Lee's proper province, I suppose, was in the non-profit world. He spent many years at Joe Papp's New York Shakespeare Festival; one of his first design jobs was at the Delacorte in 1962 — the George C. Scott Merchant of Venice — and he went on to do more than 30 shows for Papp including the opening attraction at the Public, Hair. (The Broadway design, though, came from another newcomer, Robin Wagner.) Two of Lee's most successful — or at least most viewed — Broadway sets were for transfers from the Delacorte, the 1971 musical Two Gentlemen of Verona at the St. James and the 1972 Much Ado about Nothing at the Winter Garden. (The latter production, set around 1900, was altogether luscious to look at.) Other Broadway visits included The Shadow Box, for colored girls who have considered suicide / when the rainbow is enuf and his one Tony winner, K2 — in which the astonishing set was an ice-covered ledge of the second highest mountain in the world.

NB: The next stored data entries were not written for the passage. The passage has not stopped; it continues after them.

//! Integration tests for the `/api/v1/vendors` endpoints.

mod common;

use axum::http::StatusCode;
use common::{body_json, build_test_app, delete, get, patch_json, post_json};
use serde_json::json;
use sqlx::SqlitePool;

async fn register(app: axum::Router, name: &str, email: &str, password: &str) -> i64 {
    let response = post_json(
        app,
        "/api/v1/vendors",
        json!({ "name": name, "email": email, "password": password }),
    )
    .await;
    assert_eq!(response.status(), StatusCode::CREATED);
    body_json(response).await["data"]["id"].as_i64().unwrap()
}

// ---------------------------------------------------------------------------
// Registration
// ---------------------------------------------------------------------------

#[sqlx::test(migrations = "../db/migrations")]
async fn register_then_duplicate_email_is_400(pool: SqlitePool) {
    let tmp = tempfile::tempdir().unwrap();
    let app = build_test_app(pool, tmp.path());

    let id = register(app.clone(), "Ana", "ana@x.com", "secret1").await;
    assert!(id > 0);

    let response = post_json(
        app,
        "/api/v1/vendors",
        json!({ "name": "Ana Again", "email": "ana@x.com", "password": "secret2" }),
    )
    .await;
    assert_eq!(response.status(), StatusCode::BAD_REQUEST);
    let json = body_json(response).await;
    assert_eq!(json["code"], "DUPLICATE_EMAIL");
}

#[sqlx::test(migrations = "../db/migrations")]
async fn register_rejects_bad_input(pool: SqlitePool) {
    let tmp = tempfile::tempdir().unwrap();
    let app = build_test_app(pool, tmp.path());

    for body in [
        json!({ "name": "Ana", "email": "not-an-email", "password": "secret1" }),
        json!({ "name": "   ", "email": "ana@x.com", "password": "secret1" }),
        json!({ "name": "Ana", "email": "ana@x.com", "password": "123" }),
    ] {
        let response = post_json(app.clone(), "/api/v1/vendors", body).await;
        assert_eq!(response.status(), StatusCode::BAD_REQUEST);
        assert_eq!(body_json(response).await["code"], "VALIDATION_ERROR");
    }

    let json = body_json(get(app, "/api/v1/vendors").await).await;
    assert_eq!(json["data"], json!([]));
}

#[sqlx::test(migrations = "../db/migrations")]
async fn stored_password_is_hashed_and_never_returned(pool: SqlitePool) {
    let tmp = tempfile::tempdir().unwrap();
    let app = build_test_app(pool.clone(), tmp.path());
    let id = register(app.clone(), "Ana", "ana@x.com", "secret1").await;

    let (hash,): (String,) = sqlx::query_as("SELECT password_hash FROM vendedores WHERE id = ?")
        .bind(id)
        .fetch_one(&pool)
        .await
        .unwrap();
    assert!(hash.starts_with("$argon2id$"));

    let json = body_json(get(app.clone(), &format!("/api/v1/vendors/{id}")).await).await;
    assert_eq!(
        json["data"],
        json!({ "id": id, "name": "Ana", "email": "ana@x.com", "bio": null })
    );

    let json = body_json(get(app, "/api/v1/vendors").await).await;
    assert!(json["data"][0].get("password_hash").is_none());
}

// ---------------------------------------------------------------------------
// Login
// ---------------------------------------------------------------------------

#[sqlx::test(migrations = "../db/migrations")]
async fn login_with_correct_password_returns_vendor(pool: SqlitePool) {
    let tmp = tempfile::tempdir().unwrap();
    let app = build_test_app(pool, tmp.path());
    let id = register(app.clone(), "Ana", "ana@x.com", "secret1").await;

    let response = post_json(
        app,
        "/api/v1/vendors/login",
        json!({ "email": "ana@x.com", "password": "secret1" }),
    )
    .await;
    assert_eq!(response.status(), StatusCode::OK);
    let json = body_json(response).await;
    assert_eq!(json["data"]["id"], id);
    assert!(json["data"].get("password_hash").is_none());
}

#[sqlx::test(migrations = "../db/migrations")]
async fn login_failures_are_indistinguishable(pool: SqlitePool) {
    let tmp = tempfile::tempdir().unwrap();
    let app = build_test_app(pool, tmp.path());
    register(app.clone(), "Ana", "ana@x.com", "secret1").await;

    let wrong_password = post_json(
        app.clone(),
        "/api/v1/vendors/login",
        json!({ "email": "ana@x.com", "password": "wrong" }),
    )
    .await;
    let unknown_email = post_json(
        app,
        "/api/v1/vendors/login",
        json!({ "email": "nobody@x.com", "password": "secret1" }),
    )
    .await;

    assert_eq!(wrong_password.status(), StatusCode::BAD_REQUEST);
    assert_eq!(unknown_email.status(), StatusCode::BAD_REQUEST);

    let a = body_json(wrong_password).await;
    let b = body_json(unknown_email).await;
    assert_eq!(a, b);
    assert_eq!(a["code"], "INVALID_CREDENTIALS");
    assert!(a.get("data").is_none());
}

// ---------------------------------------------------------------------------
// Lookup, update, delete
// ---------------------------------------------------------------------------

#[sqlx::test(migrations = "../db/migrations")]
async fn unknown_vendor_is_404(pool: SqlitePool) {
    let tmp = tempfile::tempdir().unwrap();
    let app = build_test_app(pool, tmp.path());

    let response = get(app.clone(), "/api/v1/vendors/77").await;
    assert_eq!(response.status(), StatusCode::NOT_FOUND);
    assert_eq!(body_json(response).await["error"], "Vendor with id 77 not found");

    let response = patch_json(app.clone(), "/api/v1/vendors/77", json!({ "bio": "x" })).await;
    assert_eq!(response.status(), StatusCode::NOT_FOUND);

    let response = delete(app, "/api/v1/vendors/77").await;
    assert_eq!(response.status(), StatusCode::NOT_FOUND);
}

#[sqlx::test(migrations = "../db/migrations")]
async fn patch_changes_only_supplied_fields(pool: SqlitePool) {
    let tmp = tempfile::tempdir().unwrap();
    let app = build_test_app(pool, tmp.path());
    let id = register(app.clone(), "Ana", "ana@x.com", "secret1").await;

    let response = patch_json(
        app.clone(),
        &format!("/api/v1/vendors/{id}"),
        json!({ "bio": "Empanadas every Friday" }),
    )
    .await;
    assert_eq!(response.status(), StatusCode::OK);
    assert_eq!(
        body_json(response).await["data"],
        json!({ "id": id, "name": "Ana", "email": "ana@x.com", "bio": "Empanadas every Friday" })
    );

    // Login still works: the password hash was not touched.
    let response = post_json(
        app,
        "/api/v1/vendors/login",
        json!({ "email": "ana@x.com", "password": "secret1" }),
    )
    .await;
    assert_eq!(response.status(), StatusCode::OK);
}

#[sqlx::test(migrations = "../db/migrations")]
async fn patch_rejects_columns_outside_the_allow_list(pool: SqlitePool) {
    let tmp = tempfile::tempdir().unwrap();
    let app = build_test_app(pool, tmp.path());
    let id = register(app.clone(), "Ana", "ana@x.com", "secret1").await;

    for body in [
        json!({ "password_hash": "x" }),
        json!({ "id": 5 }),
        json!({ "name = 'pwned', email": "x" }),
        json!({}),
    ] {
        let response = patch_json(app.clone(), &format!("/api/v1/vendors/{id}"), body).await;
        assert_eq!(response.status(), StatusCode::BAD_REQUEST);
    }

    let json = body_json(get(app, &format!("/api/v1/vendors/{id}")).await).await;
    assert_eq!(json["data"]["name"], "Ana");
}

#[sqlx::test(migrations = "../db/migrations")]
async fn patch_to_taken_email_is_400(pool: SqlitePool) {
    let tmp = tempfile::tempdir().unwrap();
    let app = build_test_app(pool, tmp.path());
    register(app.clone(), "Ana", "ana@x.com", "secret1").await;
    let bob = register(app.clone(), "Bob", "bob@x.com", "secret1").await;

    let response = patch_json(
        app,
        &format!("/api/v1/vendors/{bob}"),
        json!({ "email": "ana@x.com" }),
    )
    .await;
    assert_eq!(response.status(), StatusCode::BAD_REQUEST);
    assert_eq!(body_json(response).await["code"], "DUPLICATE_EMAIL");
}

#[sqlx::test(migrations = "../db/migrations")]
async fn delete_vendor_then_404(pool: SqlitePool) {
    let tmp = tempfile::tempdir().unwrap();
    let app = build_test_app(pool, tmp.path());
    let id = register(app.clone(), "Ana", "ana@x.com", "secret1").await;

    let response = delete(app.clone(), &format!("/api/v1/vendors/{id}")).await;
    assert_eq!(response.status(), StatusCode::NO_CONTENT);

    let response = get(app, &format!("/api/v1/vendors/{id}")).await;
    assert_eq!(response.status(), StatusCode::NOT_FOUND);
}

#[sqlx::test(migrations = "../db/migrations")]
async fn vendor_publications_lists_only_theirs(pool: SqlitePool) {
    let tmp = tempfile::tempdir().unwrap();
    let app = build_test_app(pool, tmp.path());
    let ana = register(app.clone(), "Ana", "ana@x.com", "secret1").await;
    let bob = register(app.clone(), "Bob", "bob@x.com", "secret1").await;

    for (vendor, name) in [(ana, "Cake"), (bob, "Bread")] {
        let response = post_json(
            app.clone(),
            "/api/v1/publications",
            json!({ "name": name, "description": "Fresh", "vendor_id": vendor }),
        )
        .await;
        assert_eq!(response.status(), StatusCode::CREATED);
    }

    let json = body_json(get(app, &format!("/api/v1/vendors/{ana}/publications")).await).await;
    let data = json["data"].as_array().unwrap();
    assert_eq!(data.len(), 1);
    assert_eq!(data[0]["name"], "Cake");
}
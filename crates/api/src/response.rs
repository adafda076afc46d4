//! Shared response envelope types for API handlers.
//!
//! All API responses use a `{ "data": ... }` envelope. Use [`DataResponse`]
//! instead of ad-hoc `serde_json::json!({ "data": ... })`.

use hive_core::types::DbId;
use serde::Serialize;

/// Standard `{ "data": T }` response envelope.
///
/// # Example
///
/// ```ignore
/// Ok(Json(DataResponse { data: items }))
/// ```
#[derive(Debug, Serialize)]
pub struct DataResponse<T: Serialize> {
    pub data: T,
}

/// Payload returned by create endpoints: the id of the new row.
#[derive(Debug, Serialize)]
pub struct Created {
    pub id: DbId,
}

But Broadway was never the ideal place for Lee. While working at the Public and other nonprofits, Lee started teaching at Yale in 1969 and ultimately became chairman of the Design Department. As such, he has taught generations of theatre professionals; not just designers, with playwriting and directing students also taking his classes. Thus, Ming's view of theatre has influenced hundreds of theatre professionals, which led to a special Tony Award for Lifetime Achievement in 2013.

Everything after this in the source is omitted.